Der erste Schritt dazu wäre natürlich der Austritt aus der Währungsunion. Doch mit der nationalen Währung könnte das Land dann wieder abwerten und so seine internationale Preiswettbewerbsfähigkeit auf einen Schlag entscheidend verbessern. Die in Griechenland sehr bedeutende Tourismusbranche würde unmittelbar davon profitieren, weil „Urlaub in Griechenland“ wieder billiger wäre. Und anstatt politisch kaum durchsetzbarer Lohnsenkungen wäre die Senkung des Wechselkurses der Drachme praktisch und politisch unproblematisch.

Im Jahr 1992 sah sich Großbritannien gezwungen, aus dem damaligen Europäischen Wechselkurssystem auszuscheiden, weil das englische Pfund die ihm vorgegebene Schwankungsbreite nicht mehr einhalten konnte.
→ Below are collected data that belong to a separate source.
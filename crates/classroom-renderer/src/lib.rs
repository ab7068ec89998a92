//! Classroom renderer
//!
//! Turns an exported classroom stream (weekly posts, assignments and their
//! attachments) into readable HTML: attachment preview decisions, the
//! lightweight markup used in posts and assistant replies, week pages, and
//! the request/response contract of the week summary assistant.

pub mod assistant;
pub mod config;
pub mod embed;
pub mod error;
pub mod feed;
pub mod markup;
pub mod page;
pub mod types;

pub use config::ViewerConfig;
pub use embed::{EmbedDecision, EmbedKind, Resolver, resolve};
pub use error::{AssistantError, ClassroomError, ConfigError, FeedError};
pub use feed::{Feed, Week};
pub use markup::{render, render_assistant};
pub use page::{render_ai_content, render_week_page};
Nachdem viel Geld zur Stützung des Pfundes verbraten worden war, nahm Großbritannien seine Währung aus dem System, ließ den Kurs flexibel und – zunächst – fallen und legte damit den Grundstein für einen in der Geschichte des Landes beispiellosen fünfzehnjährigen Wirtschaftsboom und Höhenflug des britischen Pfundes, die erst mit der aktuellen Finanzkrise ihr Ende gefunden haben.

Es ist unbestritten, dass auch die Abwertung der schwedischen Krone wesentlich dazu beigetragen hat, dass das Land schnell wieder aus seiner Wirtschafts- und Finanzkrise Anfang der neunziger Jahre des vorigen Jahrhunderts herausgefunden hat. Beide Länder, Großbritannien und Schweden, haben daraus die Lehre gezogen und sich vom Abenteuer Euro ferngehalten. Es stellt sich die Frage, was noch alles geschehen muss, bis sich in Berlin die Einsicht Bahn bricht, dass die Abschaffung der stabilen und weltweit geschätzten Deutschen Mark die größte währungs- und wirtschaftspolitische Fehlleistung in der deutschen Nachkriegsgeschichte ist.